What this task involves>
Stop after the line with "use tower::ServiceExt;"; until then, please copy every line of the records word for word from the first.

Task material>
┄┄┄┄┄┄
#![allow(dead_code)]

use std::path::PathBuf;

use axum::body::Body;
use axum::http::header::{AUTHORIZATION, CONTENT_TYPE};
use axum::http::{Method, Request};
use axum::response::Response;
use axum::Router;
use http_body_util::BodyExt;
use serde_json::{json, Value};
use sqlx::PgPool;
use tokio::sync::mpsc;
use tower::ServiceExt;

use widgetry_api::auth::jwt::JwtConfig;
use widgetry_api::config::ServerConfig;
use widgetry_api::router::build_app_router;
use widgetry_api::state::AppState;
use widgetry_events::{Task, TaskQueue};
use widgetry_google::GoogleOAuthConfig;

/// Password used by [`register_and_login`].
pub const TEST_PASSWORD: &str = "correct-horse-battery";

/// Build a test `ServerConfig` with safe defaults.
///
/// Google and reCAPTCHA are disabled and uploads go to a fresh directory
/// under the system temp dir.
pub fn test_config() -> ServerConfig {
    ServerConfig {
        host: "127.0.0.1".to_string(),
        port: 0,
        cors_origins: vec!["http://localhost:5173".to_string()],
        request_timeout_secs: 30,
        shutdown_timeout_secs: 5,
        jwt: JwtConfig {
            secret: "test-jwt-secret".to_string(),
            access_token_expiry_mins: 15,
            refresh_token_expiry_days: 7,
        },
        secret_key: "test-secret-key".to_string(),
        public_base_url: "http://testserver".to_string(),
        media_root: test_media_root(),
        google: None,
        recaptcha_secret: None,
        task_queue_capacity: 64,
    }
}

/// [`test_config`] with Google sign-in pointed at a mock server.
pub fn google_test_config(base_url: &str) -> ServerConfig {
    let mut google = GoogleOAuthConfig::new(
        "test-client-id".to_string(),
        "test-client-secret".to_string(),
        "http://testserver/api/v1/auth/google/callback".to_string(),
    );
    google.token_url = format!("{base_url}/token");
    google.userinfo_url = format!("{base_url}/userinfo");
    ServerConfig {
        google: Some(google),
        ..test_config()
    }
}

fn test_media_root() -> PathBuf {
    std::env::temp_dir().join(format!("widgetry-test-media-{}", uuid::Uuid::new_v4()))
}

/// Build the full application router with the production middleware stack.
///
/// Queued tasks are discarded; use [`build_test_app_with_tasks`] to
/// inspect them.
pub fn build_test_app(pool: PgPool) -> Router {
    build_test_app_with_config(pool, test_config()).0
}

/// Like [`build_test_app`], also returning the receiving end of the task
/// queue so tests can assert on dispatched side effects.
pub fn build_test_app_with_tasks(pool: PgPool) -> (Router, mpsc::Receiver<Task>) {
    build_test_app_with_config(pool, test_config())
}

pub fn build_test_app_with_config(
    pool: PgPool,
    config: ServerConfig,
) -> (Router, mpsc::Receiver<Task>) {
    let (tasks, receiver) = TaskQueue::new(config.task_queue_capacity);
    let state = AppState::new(pool, config.clone(), tasks, reqwest::Client::new());
    (build_app_router(state, &config), receiver)
}

/// Every task queued so far.
pub fn drain_tasks(receiver: &mut mpsc::Receiver<Task>) -> Vec<Task> {
    let mut tasks = Vec::new();
    while let Ok(task) = receiver.try_recv() {
        tasks.push(task);
    }
    tasks
}

// ---------------------------------------------------------------------------
// Request helpers
// ---------------------------------------------------------------------------

async fn send(app: Router, request: Request<Body>) -> Response {
    app.oneshot(request).await.unwrap()
}

fn json_request(method: Method, uri: &str, token: Option<&str>, body: Value) -> Request<Body> {
    let mut builder = Request::builder()
        .method(method)
        .uri(uri)
        .header(CONTENT_TYPE, "application/json");
    if let Some(token) = token {
        builder = builder.header(AUTHORIZATION, format!("Bearer {token}"));
    }
    builder.body(Body::from(body.to_string())).unwrap()
}

fn empty_request(method: Method, uri: &str, token: Option<&str>) -> Request<Body> {
    let mut builder = Request::builder().method(method).uri(uri);
    if let Some(token) = token {
        builder = builder.header(AUTHORIZATION, format!("Bearer {token}"));
    }
    builder.body(Body::empty()).unwrap()
}

pub async fn get(app: Router, uri: &str) -> Response {
    send(app, empty_request(Method::GET, uri, None)).await
}

pub async fn get_auth(app: Router, uri: &str, token: &str) -> Response {
    send(app, empty_request(Method::GET, uri, Some(token))).await
}

pub async fn delete_auth(app: Router, uri: &str, token: &str) -> Response {
    send(app, empty_request(Method::DELETE, uri, Some(token))).await
}

pub async fn post_json(app: Router, uri: &str, body: Value) -> Response {
    send(app, json_request(Method::POST, uri, None, body)).await
}

pub async fn post_json_auth(app: Router, uri: &str, body: Value, token: &str) -> Response {
    send(app, json_request(Method::POST, uri, Some(token), body)).await
}

pub async fn put_json_auth(app: Router, uri: &str, body: Value, token: &str) -> Response {
    send(app, json_request(Method::PUT, uri, Some(token), body)).await
}

pub async fn patch_json_auth(app: Router, uri: &str, body: Value, token: &str) -> Response {
    send(app, json_request(Method::PATCH, uri, Some(token), body)).await
}

/// POST a `multipart/form-data` body.
///
/// `parts` are `(name, file_name, content)`; a `None` file name sends a
/// plain text field.
pub async fn post_multipart(
    app: Router,
    uri: &str,
    parts: &[(&str, Option<&str>, &[u8])],
    token: Option<&str>,
) -> Response {
    let boundary = "widgetry-test-boundary";
    let mut body = Vec::new();
    for (name, file_name, content) in parts {
        body.extend_from_slice(format!("--{boundary}\r\n").as_bytes());
        match file_name {
            Some(file_name) => body.extend_from_slice(
                format!(
                    "Content-Disposition: form-data; name=\"{name}\"; filename=\"{file_name}\"\r\n\
                     Content-Type: application/octet-stream\r\n\r\n"
                )
                .as_bytes(),
            ),
            None => body.extend_from_slice(
                format!("Content-Disposition: form-data; name=\"{name}\"\r\n\r\n").as_bytes(),
            ),
        }
        body.extend_from_slice(content);
        body.extend_from_slice(b"\r\n");
    }
    body.extend_from_slice(format!("--{boundary}--\r\n").as_bytes());

    let mut builder = Request::builder()
        .method(Method::POST)
        .uri(uri)
        .header(CONTENT_TYPE, format!("multipart/form-data; boundary={boundary}"));
    if let Some(token) = token {
        builder = builder.header(AUTHORIZATION, format!("Bearer {token}"));
    }
    send(app, builder.body(Body::from(body)).unwrap()).await
}

/// Read a response body as JSON.
pub async fn body_json(response: Response) -> Value {
    let bytes = response.into_body().collect().await.unwrap().to_bytes();
    serde_json::from_slice(&bytes).unwrap()
}

/// Read a response body as text.
pub async fn body_text(response: Response) -> String {
    let bytes = response.into_body().collect().await.unwrap().to_bytes();
    String::from_utf8(bytes.to_vec()).unwrap()
}

// ---------------------------------------------------------------------------
// Account helpers
// ---------------------------------------------------------------------------

/// Register `email` with [`TEST_PASSWORD`], log in, and return the full
/// login response.
pub async fn register_and_login(app: Router, email: &str) -> Value {
    let credentials = json!({ "email": email, "password": TEST_PASSWORD });
    let response = post_json(app.clone(), "/api/v1/auth/register", credentials.clone()).await;
    assert_eq!(response.status(), axum::http::StatusCode::CREATED);

    let response = post_json(app, "/api/v1/auth/login", credentials).await;
    assert_eq!(response.status(), axum::http::StatusCode::OK);
    body_json(response).await
}

/// Register and log in, returning only the access token.
pub async fn access_token(app: Router, email: &str) -> String {
    let login = register_and_login(app, email).await;
    login["access_token"].as_str().unwrap().to_string()
}
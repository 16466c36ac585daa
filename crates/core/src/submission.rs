//! Form submission processing.
//!
//! Submitted values are checked against the widget's field schema, in
//! schema order, and turned into an ordered list of recorded values. File
//! uploads are validated here but stored by the caller: a processed file
//! field carries an empty value until [`ProcessedSubmission::attach_upload`]
//! supplies the stored file's URL.

use std::collections::{BTreeMap, HashMap, HashSet};

use serde::{Deserialize, Serialize};

use crate::widget_fields::{FieldDescriptor, FIELD_TYPE_EMAIL};

/// Name of the form value carrying the reCAPTCHA response token.
pub const RECAPTCHA_TOKEN_FIELD: &str = "recaptchaToken";

/// Raw values of one submission, keyed by field id.
#[derive(Debug, Default, Clone)]
pub struct SubmissionInput {
    pub values: HashMap<String, String>,
    /// Field ids that received at least one uploaded file.
    pub uploads: HashSet<String>,
}

impl SubmissionInput {
    /// Build an input from a JSON object body.
    ///
    /// Strings are taken as-is, booleans and numbers are rendered to their
    /// JSON text (so a consent checkbox sent as `true` reads `"true"`), and
    /// `null` counts as absent.
    pub fn from_json(body: &serde_json::Map<String, serde_json::Value>) -> Self {
        let values = body
            .iter()
            .filter_map(|(key, value)| {
                let text = match value {
                    serde_json::Value::String(s) => s.clone(),
                    serde_json::Value::Bool(b) => b.to_string(),
                    serde_json::Value::Number(n) => n.to_string(),
                    _ => return None,
                };
                Some((key.clone(), text))
            })
            .collect();
        Self {
            values,
            uploads: HashSet::new(),
        }
    }

    pub fn value(&self, key: &str) -> Option<&str> {
        self.values.get(key).map(String::as_str)
    }
}

/// One recorded value, in schema order.
#[derive(Debug, Clone, PartialEq, Serialize)]
pub struct ProcessedField {
    pub field_id: String,
    pub label: String,
    #[serde(rename = "type")]
    pub field_type: String,
    pub value: String,
}

/// Per-field error messages keyed by field label.
#[derive(Debug, Clone, Default, PartialEq, Serialize)]
pub struct FieldErrors(pub BTreeMap<String, String>);

impl FieldErrors {
    fn required(&mut self, label: &str) {
        self.0.insert(label.to_string(), format!("{label} is required."));
    }

    pub fn is_empty(&self) -> bool {
        self.0.is_empty()
    }
}

/// The accepted values of a submission.
#[derive(Debug, Clone, Default, PartialEq)]
pub struct ProcessedSubmission {
    pub fields: Vec<ProcessedField>,
}

/// Validate `input` against `schema`.
///
/// Rules, applied per field:
/// - `file`: required without an upload is an error; an upload is recorded
///   with a pending (empty) value.
/// - `consent`: required and not exactly `"true"` is an error; never
///   recorded.
/// - anything else: the trimmed value (missing reads as empty); required
///   and empty is an error.
///
/// All errors are collected before returning.
pub fn process_fields(
    schema: &[FieldDescriptor],
    input: &SubmissionInput,
) -> Result<ProcessedSubmission, FieldErrors> {
    let mut fields = Vec::with_capacity(schema.len());
    let mut errors = FieldErrors::default();

    for field in schema {
        if field.is_file() {
            let uploaded = input.uploads.contains(&field.id);
            if field.required && !uploaded {
                errors.required(&field.label);
            } else if uploaded {
                fields.push(ProcessedField {
                    field_id: field.id.clone(),
                    label: field.label.clone(),
                    field_type: field.field_type.clone(),
                    value: String::new(),
                });
            }
            continue;
        }

        let value = input.value(&field.id).unwrap_or("").trim();

        if field.is_consent() {
            if field.required && value != "true" {
                errors.required(&field.label);
            }
            continue;
        }

        if field.required && value.is_empty() {
            errors.required(&field.label);
            continue;
        }

        fields.push(ProcessedField {
            field_id: field.id.clone(),
            label: field.label.clone(),
            field_type: field.field_type.clone(),
            value: value.to_string(),
        });
    }

    if errors.is_empty() {
        Ok(ProcessedSubmission { fields })
    } else {
        Err(errors)
    }
}

impl ProcessedSubmission {
    /// Ids of file fields waiting for their stored URL.
    pub fn pending_uploads(&self) -> impl Iterator<Item = &str> {
        self.fields
            .iter()
            .filter(|f| f.field_type == crate::widget_fields::FIELD_TYPE_FILE && f.value.is_empty())
            .map(|f| f.field_id.as_str())
    }

    /// Record the URL of a stored upload for `field_id`.
    pub fn attach_upload(&mut self, field_id: &str, url: String) {
        if let Some(field) = self.fields.iter_mut().find(|f| f.field_id == field_id) {
            field.value = url;
        }
    }

    /// First value of an `email` field, used as the auto-responder recipient.
    pub fn email_receiver(&self) -> Option<&str> {
        self.fields
            .iter()
            .find(|f| f.field_type == FIELD_TYPE_EMAIL)
            .map(|f| f.value.as_str())
            .filter(|v| !v.is_empty())
    }

    /// `label: value` lines, one per recorded field.
    pub fn summary(&self) -> String {
        self.fields
            .iter()
            .map(|f| format!("{}: {}", f.label, f.value))
            .collect::<Vec<_>>()
            .join("\n")
    }

    /// The persisted record: label to value.
    pub fn to_record(&self) -> serde_json::Map<String, serde_json::Value> {
        self.fields
            .iter()
            .map(|f| (f.label.clone(), serde_json::Value::String(f.value.clone())))
            .collect()
    }

    /// Spreadsheet row values in schema order.
    pub fn sheet_values(&self) -> Vec<String> {
        self.fields.iter().map(|f| f.value.clone()).collect()
    }

    /// Spreadsheet header used when a new sheet is created: lowercased labels.
    pub fn sheet_header(&self) -> Vec<String> {
        self.fields.iter().map(|f| f.label.to_lowercase()).collect()
    }
}

/// What the embedded form does after a successful submission.
#[derive(Debug, Clone, Copy, Default, PartialEq, Eq, Serialize, Deserialize)]
#[serde(rename_all = "snake_case")]
pub enum PostSubmitAction {
    #[default]
    SuccessMsg,
    RedirectUrl,
    HideForm,
}

impl PostSubmitAction {
    pub fn as_str(self) -> &'static str {
        match self {
            Self::SuccessMsg => "success_msg",
            Self::RedirectUrl => "redirect_url",
            Self::HideForm => "hide_form",
        }
    }

    /// Parse the stored column value; unknown values fall back to the default.
    pub fn parse(value: &str) -> Self {
        match value {
            "redirect_url" => Self::RedirectUrl,
            "hide_form" => Self::HideForm,
            _ => Self::SuccessMsg,
        }
    }
}

/// Response body returned to the embedded form after a submission.
#[derive(Debug, Clone, PartialEq, Serialize)]
pub struct SubmitOutcome {
    pub action: PostSubmitAction,
    #[serde(skip_serializing_if = "Option::is_none")]
    pub value: Option<String>,
}

impl SubmitOutcome {
    pub fn for_action(
        action: PostSubmitAction,
        success_msg: &str,
        redirect_url: Option<&str>,
    ) -> Self {
        let value = match action {
            PostSubmitAction::SuccessMsg => Some(success_msg.to_string()),
            PostSubmitAction::RedirectUrl => Some(redirect_url.unwrap_or_default().to_string()),
            PostSubmitAction::HideForm => None,
        };
        Self { action, value }
    }
}
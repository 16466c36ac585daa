//! Authentication primitives.
//!
//! - [`password`]: Argon2id hashing for email/password accounts.
//! - [`jwt`]: access tokens and opaque refresh tokens.

pub mod jwt;
pub mod password;
//! Encrypted Google credentials.

use chrono::Utc;
use widgetry_core::crypto::{TokenCipher, TokenKind};
use widgetry_core::types::{DbId, Timestamp};
use widgetry_db::models::google::UpsertGoogleSheetToken;
use widgetry_db::repositories::GoogleTokenRepo;
use widgetry_db::DbPool;
use widgetry_google::GoogleOAuthClient;

use crate::error::TaskError;

/// Reads and writes a user's Google tokens, sealing them with the
/// platform [`TokenCipher`].
#[derive(Debug, Clone)]
pub struct CredentialStore {
    pool: DbPool,
    cipher: TokenCipher,
    oauth: Option<GoogleOAuthClient>,
}

impl CredentialStore {
    /// `oauth` is needed to refresh expired access tokens; without it an
    /// expired token counts as missing.
    pub fn new(pool: DbPool, cipher: TokenCipher, oauth: Option<GoogleOAuthClient>) -> Self {
        Self {
            pool,
            cipher,
            oauth,
        }
    }

    /// Whether the user already has a refresh token on file.
    pub async fn has_refresh_token(&self, user_id: DbId) -> Result<bool, TaskError> {
        let row = GoogleTokenRepo::find_by_user(&self.pool, user_id).await?;
        Ok(row.is_some_and(|r| r.encrypted_refresh_token.is_some()))
    }

    /// Encrypt and upsert tokens. A `None` refresh token keeps the stored one.
    pub async fn store_tokens(
        &self,
        user_id: DbId,
        access_token: &str,
        refresh_token: Option<&str>,
        expires_at: Option<Timestamp>,
    ) -> Result<(), TaskError> {
        let encrypted_access_token = self.cipher.encrypt(access_token, user_id, TokenKind::Access)?;
        let encrypted_refresh_token = refresh_token
            .map(|t| self.cipher.encrypt(t, user_id, TokenKind::Refresh))
            .transpose()?;

        GoogleTokenRepo::upsert(
            &self.pool,
            &UpsertGoogleSheetToken {
                user_id,
                encrypted_access_token,
                encrypted_refresh_token,
                access_token_expires_at: expires_at,
            },
        )
        .await?;
        tracing::info!(user_id, "Stored Google credentials");
        Ok(())
    }

    /// A usable access token for `user_id`, refreshing it through Google
    /// when it has expired. `None` when the user has no usable credentials.
    pub async fn access_token(&self, user_id: DbId) -> Result<Option<String>, TaskError> {
        let Some(row) = GoogleTokenRepo::find_by_user(&self.pool, user_id).await? else {
            return Ok(None);
        };

        if !row.access_expired(Utc::now()) {
            let token = self
                .cipher
                .decrypt(&row.encrypted_access_token, user_id, TokenKind::Access)?;
            return Ok(Some(token));
        }

        let (Some(sealed_refresh), Some(oauth)) = (&row.encrypted_refresh_token, &self.oauth)
        else {
            tracing::warn!(user_id, "Google access token expired and cannot be refreshed");
            return Ok(None);
        };

        let refresh_token = self
            .cipher
            .decrypt(sealed_refresh, user_id, TokenKind::Refresh)?;
        let refreshed = oauth.refresh_access_token(&refresh_token).await?;
        let sealed = self
            .cipher
            .encrypt(&refreshed.access_token, user_id, TokenKind::Access)?;
        GoogleTokenRepo::update_access_token(&self.pool, user_id, &sealed, refreshed.expires_at())
            .await?;

        tracing::debug!(user_id, "Refreshed Google access token");
        Ok(Some(refreshed.access_token))
    }
}
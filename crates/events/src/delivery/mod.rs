//! Outbound delivery channels.

pub mod email;
//! Google Sheets v4: spreadsheet creation and row appends.

use serde::Deserialize;
use serde_json::json;

use crate::error::GoogleError;

const SHEETS_URL: &str = "https://sheets.googleapis.com/v4/spreadsheets";

/// Range rows are appended to in newly created spreadsheets.
pub const DEFAULT_RANGE: &str = "Sheet1";

#[derive(Debug, Deserialize)]
#[serde(rename_all = "camelCase")]
struct Spreadsheet {
    spreadsheet_id: String,
}

/// Sheets API client. Calls are authorized per user with a bearer token.
#[derive(Debug, Clone)]
pub struct SheetsClient {
    http: reqwest::Client,
    base_url: String,
}

impl SheetsClient {
    pub fn new(http: reqwest::Client) -> Self {
        Self::with_base_url(http, SHEETS_URL.to_string())
    }

    pub fn with_base_url(http: reqwest::Client, base_url: String) -> Self {
        Self { http, base_url }
    }

    /// Create an empty spreadsheet titled `title`; returns its id.
    pub async fn create_spreadsheet(
        &self,
        access_token: &str,
        title: &str,
    ) -> Result<String, GoogleError> {
        let response = self
            .http
            .post(&self.base_url)
            .bearer_auth(access_token)
            .json(&json!({ "properties": { "title": title } }))
            .send()
            .await?;
        let sheet: Spreadsheet = GoogleError::check(response).await?.json().await?;
        tracing::info!(spreadsheet_id = %sheet.spreadsheet_id, "Created spreadsheet");
        Ok(sheet.spreadsheet_id)
    }

    /// Append `rows` after the last row of the first sheet, values stored
    /// as entered.
    pub async fn append_rows(
        &self,
        access_token: &str,
        spreadsheet_id: &str,
        rows: &[Vec<String>],
    ) -> Result<(), GoogleError> {
        let url = format!(
            "{}/{}/values/{}:append?valueInputOption=RAW&insertDataOption=INSERT_ROWS",
            self.base_url,
            urlencoding::encode(spreadsheet_id),
            DEFAULT_RANGE,
        );
        let response = self
            .http
            .post(url)
            .bearer_auth(access_token)
            .json(&json!({ "values": rows }))
            .send()
            .await?;
        GoogleError::check(response).await?;
        tracing::debug!(spreadsheet_id, rows = rows.len(), "Appended rows to spreadsheet");
        Ok(())
    }
}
┄┄┄┄┄┄
Task result>
#![allow(dead_code)]

use std::path::PathBuf;

use axum::body::Body;
use axum::http::header::{AUTHORIZATION, CONTENT_TYPE};
use axum::http::{Method, Request};
use axum::response::Response;
use axum::Router;
use http_body_util::BodyExt;
use serde_json::{json, Value};
use sqlx::PgPool;
use tokio::sync::mpsc;
use tower::ServiceExt;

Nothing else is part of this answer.